First, the host controller 10 stops the traveling carriage 6 at the traveling origin dog 87, and stores the position data P4aS outputted from the position sensor conversion means 16 in the memory as the origin position data. Then, the host controller 10 moves the traveling trolley 6 at a low speed that does not cause slipping on the traveling distance detection auxiliary wheels 40, and moves the traveling trolley 6 to the traveling end dog 8.
8 is detected, and the position data at that time is P4.
Store aE in memory as end position data.

[0138] The position sensor converting means 16 stores the position data P4aC0 to P4aC3 at the time when the position correction sensor 23 detects the position code plates C0 to C3 during this movement in the memory, and performs position correction while traveling. When the sensor 23 detects the position code plates C0 to C3, it outputs the stored position data P4aC0 to P4aC3 to the host controller 10. Then, the host controller 10 calculates the absolute value position data from the travel origin dog 87 of the position code plates C0 to C3 based on the actual distance between the travel origin dog 87 and the travel end dog 88 that have been set in advance. Then, it is stored in association with the position data P4aC0 to P4aC3 on the memory.
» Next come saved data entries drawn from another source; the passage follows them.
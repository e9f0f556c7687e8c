//! Serialized event surface
//!
//! The closed set of triggers dispatched through the orchestrator's
//! mutual-exclusion gate. Using an enum makes an unrecognized event a
//! compile-time impossibility instead of a runtime default case.

use std::fmt;

/// A trigger that mutates the proxy state machine.
#[derive(Debug, Clone, Copy, PartialEq, Eq)]
pub enum ProxyEvent {
    /// The authentication flow hard-failed
    AuthenticationFailed,
    /// A collaborator needs the user authenticated
    AuthenticationRequired,
    /// The host's network connectivity changed
    ConnectivityChanged { connectivity: bool },
    /// Explicit user enable/disable request
    EnableProxy { enabled: bool },
    /// The UI asked for the account-management URL
    ManagerAccountUrl,
    /// The proxy rejected our credentials at runtime
    ProxyAuthenticationFailed,
    /// The proxy reported a generic runtime error
    ProxyGenericError,
    /// The host's proxy settings changed
    ProxySettingsChanged,
}

impl fmt::Display for ProxyEvent {
    fn fmt(&self, f: &mut fmt::Formatter<'_>) -> fmt::Result {
        match self {
            ProxyEvent::AuthenticationFailed => write!(f, "authenticationFailed"),
            ProxyEvent::AuthenticationRequired => write!(f, "authenticationRequired"),
            ProxyEvent::ConnectivityChanged { connectivity } => {
                write!(f, "connectivityChanged({connectivity})")
            }
            ProxyEvent::EnableProxy { enabled } => write!(f, "enableProxy({enabled})"),
            ProxyEvent::ManagerAccountUrl => write!(f, "managerAccountURL"),
            ProxyEvent::ProxyAuthenticationFailed => write!(f, "proxyAuthenticationFailed"),
            ProxyEvent::ProxyGenericError => write!(f, "proxyGenericError"),
            ProxyEvent::ProxySettingsChanged => write!(f, "proxySettingsChanged"),
        }
    }
}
[0139] From now on, by moving the traveling trolley 6,
Even if the travel distance detection auxiliary wheels 40 slip or otherwise cause an error between the position data P4a and the actual travel distance, the position sensor converting means 16 detects the position code plates C0 to C3. , position data P4aC0 to P4aC3 corresponding to the absolute value distance data of the position code plates C0 to C3 from the running origin dog 87 are outputted, and the error is corrected. Therefore, the upper controller 10
Based on the position data P4a from the position sensor conversion means 16, the accurate moving distance of the traveling trolley 6 can be recognized at all times.
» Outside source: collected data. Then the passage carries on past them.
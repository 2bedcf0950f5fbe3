use async_trait::async_trait;
use aws_sdk_s3 as s3;
use s3::presigning::PresigningConfig;
use std::sync::{Arc, Mutex};
use std::time::Duration;

/// StorageService
///
/// The abstract contract for the object storage holding uploaded PDF
/// documents. The concrete implementation is swappable: the real S3 client in
/// production, the in-memory mock in tests. The record store only ever holds
/// object keys; the bytes live behind this trait.
#[async_trait]
pub trait StorageService: Send + Sync {
    /// Ensures the configured bucket exists. Used in the `Env::Local` setup
    /// to provision the bucket in MinIO. Safe to call repeatedly.
    async fn ensure_bucket_exists(&self);

    /// Generates a temporary, signed URL allowing a client to PUT a document
    /// directly into the bucket, constrained to the given content type.
    async fn presigned_upload_url(&self, key: &str, content_type: &str) -> Result<String, String>;

    /// Removes a stored object. Callers treat this as best-effort: a failure
    /// is logged by the caller and never rolls anything back.
    async fn delete_object(&self, key: &str) -> Result<(), String>;
}

/// StorageState
///
/// The concrete type used to share the storage service across the
/// application state.
pub type StorageState = Arc<dyn StorageService>;

/// S3StorageClient
///
/// The real implementation using the AWS SDK for S3. S3 compatibility means
/// this transparently covers a Dockerized MinIO instance locally and any
/// S3-compatible endpoint in production. `force_path_style(true)` is required
/// for MinIO-style gateways.
#[derive(Clone)]
pub struct S3StorageClient {
    client: s3::Client,
    bucket_name: String,
}

impl S3StorageClient {
    /// Constructs the S3 client from the credentials resolved by AppConfig.
    pub async fn new(
        endpoint: &str,
        region: &str,
        access_key: &str,
        secret_key: &str,
        bucket: &str,
    ) -> Self {
        let credentials =
            s3::config::Credentials::new(access_key, secret_key, None, None, "static");

        let config = s3::Config::builder()
            .credentials_provider(credentials)
            .endpoint_url(endpoint)
            .region(s3::config::Region::new(region.to_string()))
            .behavior_version_latest()
            .force_path_style(true)
            .build();

        let client = s3::Client::from_conf(config);

        Self {
            client,
            bucket_name: bucket.to_string(),
        }
    }
}

#[async_trait]
impl StorageService for S3StorageClient {
    /// Calls the S3 CreateBucket API; idempotent, so safe at startup.
    async fn ensure_bucket_exists(&self) {
        let _ = self
            .client
            .create_bucket()
            .bucket(&self.bucket_name)
            .send()
            .await;
    }

    async fn presigned_upload_url(&self, key: &str, content_type: &str) -> Result<String, String> {
        // Ten minutes is enough for a single PDF PUT.
        let expires_in = Duration::from_secs(600);

        let presigning = PresigningConfig::expires_in(expires_in).map_err(|e| e.to_string())?;

        let presigned_req = self
            .client
            .put_object()
            .bucket(&self.bucket_name)
            .key(key)
            // Constrains the client request to the declared content type.
            .content_type(content_type)
            .presigned(presigning)
            .await
            .map_err(|e| e.to_string())?;

        Ok(presigned_req.uri().to_string())
    }

    async fn delete_object(&self, key: &str) -> Result<(), String> {
        self.client
            .delete_object()
            .bucket(&self.bucket_name)
            .key(key)
            .send()
            .await
            .map(|_| ())
            .map_err(|e| e.to_string())
    }
}

/// sanitize_key
///
/// Strips directory-navigation components (`..`, `.`, empty segments) from a
/// key before it is embedded anywhere, closing off path traversal through
/// client-influenced names.
fn sanitize_key(key: &str) -> String {
    key.split('/')
        .filter(|segment| !segment.is_empty() && *segment != ".." && *segment != ".")
        .collect::<Vec<_>>()
        .join("/")
}

/// MockStorageService
///
/// In-memory implementation for tests: deterministic URLs, no network, and a
/// record of every deleted key so tests can observe the post-delete hook.
#[derive(Clone, Default)]
pub struct MockStorageService {
    /// When true, all operations return a simulated failure.
    pub should_fail: bool,
    /// Keys passed to `delete_object`, in call order.
    pub deleted_keys: Arc<Mutex<Vec<String>>>,
}

impl MockStorageService {
    pub fn new() -> Self {
        Self::default()
    }

    pub fn new_failing() -> Self {
        Self {
            should_fail: true,
            ..Self::default()
        }
    }

    /// Snapshot of the keys deleted so far.
    pub fn deleted(&self) -> Vec<String> {
        self.deleted_keys.lock().expect("mock lock poisoned").clone()
    }
}

#[async_trait]
impl StorageService for MockStorageService {
    async fn ensure_bucket_exists(&self) {
        // No-op in the mock environment.
    }

    async fn presigned_upload_url(&self, key: &str, _content_type: &str) -> Result<String, String> {
        if self.should_fail {
            return Err("Mock Storage Error: simulation requested".to_string());
        }

        let sanitized_key = sanitize_key(key);

        Ok(format!(
            "http://localhost:9000/mock-bucket/{}?signature=fake",
            sanitized_key
        ))
    }

    async fn delete_object(&self, key: &str) -> Result<(), String> {
        if self.should_fail {
            return Err("Mock Storage Error: simulation requested".to_string());
        }
        self.deleted_keys
            .lock()
            .expect("mock lock poisoned")
            .push(key.to_string());
        Ok(())
    }
}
[0140] When detecting the position code plates C0 to C3 by the position correction sensor 23, the detection position (point of rise of the detection signal) depends on the traveling direction of the traveling trolley 6.
Therefore, it is necessary to store two types of position data P4aC0 to P4aC3 depending on the traveling direction of the traveling trolley 6. That is, when the traveling trolley 6 travels from the traveling origin dog 87 toward the traveling end dog 88, the position sensor conversion means 16 converts the forward direction position data P4aC0F to
P4aC3F is stored, and when traveling in the opposite direction, position data P4aC0B to P4aC3B in the reverse direction are stored. The position sensor conversion sensor 16 outputs forward position data P4aC0F to P4aC3F or reverse position data P4aC0B to P4aC3B depending on the traveling direction.

[0141] When the above-mentioned initialization process is completed,
The host controller 10 now moves the fork portion 4 of the traveling trolley 6 up and down in the level direction, and positions it at the level L0. Then, the traveling trolley 6 is caused to travel in the forward and backward directions, and the positions of the pillars T0 to T4 are detected by the pillar detection sensor 86. At this time, since the positions of both ends of each of the pillars T0 to T4 are detected, the host controller 10
The width of T4 can be recognized. Next, the host controller 10 sequentially positions and stops the fork portion 4 at levels L1 to L9, similarly causes the traveling trolley 6 to travel forward and backward, and detects the positions of the pillars T0 to T4 at each level position L0 to L9. . FIG. 12 shows the position data of the pillars T0 to T4 detected in this way. In FIG. 12, only the center positions T00 to T49 of the columns T0 to T4 are shown, and forward position data and reverse position data are omitted.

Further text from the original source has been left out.